Suite et fin du billet. La première partie est disponible ici.
ANTISÉMITISME – La nouvelle vulgate antijuive qui s’est installée durablement en France et dans d’autres pays européens peut se résumer par l’articulation de trois caractéristiques négatives attribuées aux “Juifs” ou aux “sionistes”, ces dénominations conventionnelles étant choisies selon les circonstances:
1. Ils sont “dominateurs” en Occident (“Ils ont tout”; “Ils ont le pouvoir”; “Ils dirigent l’Amérique”);
2. Ils sont “racistes”, en particulier au Proche-Orient, où ils se comportent “comme des nazis” avec les Palestiniens, victimes d’un “génocide” en cours de réalisation;
3. Ils exercent une puissante influence occulte et complotent partout dans le monde: ils ont organisé les attentats du 11 septembre 2001, ils poussent à la guerre (la seconde guerre d’Irak serait le fruit d’un “complot américano-sioniste”), ils veulent déclencher une guerre préventive contre l’Iran, ils organisent des attentats terroristes sous fausse bannière pour “salir l’islam” (comme les attaques des 7, 8 et 9 janvier 2015), et, d’une façon générale, ils manipulent la politique internationale.
Cet ensemble de thèmes d’accusation et de stéréotypes négatifs s’inscrit dans une vision du monde structurée par la concurrence des victimes, qui permet d’identifier “le Juif” ou “le sioniste” comme le rival, l’imposteur et l’ennemi. Accusés de monopoliser abusivement le statut de victime, et, corrélativement, d’occulter l’existence d’autres groupes de victimes, les Juifs sont construits comme un peuple-bourreau, “nazifié” sans vergogne, sur lequel se fixe l’hostilité. Et le peuple juif est choisi parce qu’il a déjà fait l’objet d’hostilités et d’accusations délirantes dans l’histoire.
Ce qui est spécifique à la France d’aujourd’hui dérive du fait qu’y co-existent des populations respectivement juives et musulmanes les plus importantes en nombre d’Europe. Leurs affrontements symboliques mimant le conflit israélo-palestinien, qui, avant 2014, prenaient surtout la forme d’une guerre civile verbale, sont à la fois plus visibles et plus intenses qu’ailleurs.
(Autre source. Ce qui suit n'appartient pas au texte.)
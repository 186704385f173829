//! The drawable area of a visualization.
//!
//! A panel knows its preferred size and, once displayed, the window it lives
//! in. Repaint requests from any thread are marshaled onto that window's
//! render-control thread and waited for.

use crate::toolkit::Window;
use gridvis_core::{invoke_and_wait, Dispatcher, Result, Size};
use parking_lot::Mutex;
use std::sync::{Arc, Weak};
use tracing::trace;

#[derive(Clone)]
struct HostBinding {
    window: Weak<dyn Window>,
    dispatcher: Arc<dyn Dispatcher>,
}

pub struct Panel {
    preferred_size: Size,
    host: Mutex<Option<HostBinding>>,
}

impl Panel {
    pub fn new(preferred_size: Size) -> Self {
        Self {
            preferred_size,
            host: Mutex::new(None),
        }
    }

    pub fn preferred_size(&self) -> Size {
        self.preferred_size
    }

    /// Bind to the window that displays this panel.
    pub fn attach(&self, window: Weak<dyn Window>, dispatcher: Arc<dyn Dispatcher>) {
        *self.host.lock() = Some(HostBinding { window, dispatcher });
    }

    pub fn is_attached(&self) -> bool {
        self.host
            .lock()
            .as_ref()
            .is_some_and(|h| h.window.strong_count() > 0)
    }

    /// Repaint the hosting window and wait for it.
    ///
    /// A no-op while the panel is not displayed or its window is gone.
    pub fn repaint(&self) -> Result<()> {
        let Some(host) = self.host.lock().clone() else {
            return Ok(());
        };
        let Some(window) = host.window.upgrade() else {
            return Ok(());
        };
        trace!("Repaint requested");
        invoke_and_wait(host.dispatcher.as_ref(), move || window.repaint())??;
        Ok(())
    }
}

impl std::fmt::Debug for Panel {
    fn fmt(&self, f: &mut std::fmt::Formatter<'_>) -> std::fmt::Result {
        f.debug_struct("Panel")
            .field("preferred_size", &self.preferred_size())
            .field("attached", &self.is_attached())
            .finish()
    }
}
//! gridvis Settings Crate
//!
//! Loads, validates and saves the configuration file that seeds a session and
//! its grid.

pub mod config;
pub mod error;

pub use config::{AxesSettings, Config, GridSettings, WindowSettings, CONFIG_FILE_NAME};
pub use error::{ConfigError, ConfigResult, SettingsError, SettingsResult};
Entretenue et intensifiée par divers appareils (officines de propagande, associations pseudo-culturelles dirigées par des islamistes, micro-partis politiques, réseaux sociaux, etc.), la haine qui vise les Juifs aujourd’hui est fortement idéologisée, mais elle est loin d’être toujours explicite. Elle apparaît le plus souvent dans l’espace public sous la forme de déclarations virulentes contre Israël et “le sionisme” ou “les sionistes”, catégories d’usage polémiques dont les frontières sont indéfiniment extensibles. C’est pourquoi les slogans “Mort aux Juifs!” ou “Juif: casse-toi, la France n’est pas à toi!”, accompagnés d'”Allahou akbar!” ou de “Jihad! Jihad! Jihad!”, lancés lors des manifestations violentes des 26 janvier et 13 juillet 2014, sont à prendre très au sérieux: ils sont le signe d’un basculement dans une mobilisation antijuive revendiquée comme telle.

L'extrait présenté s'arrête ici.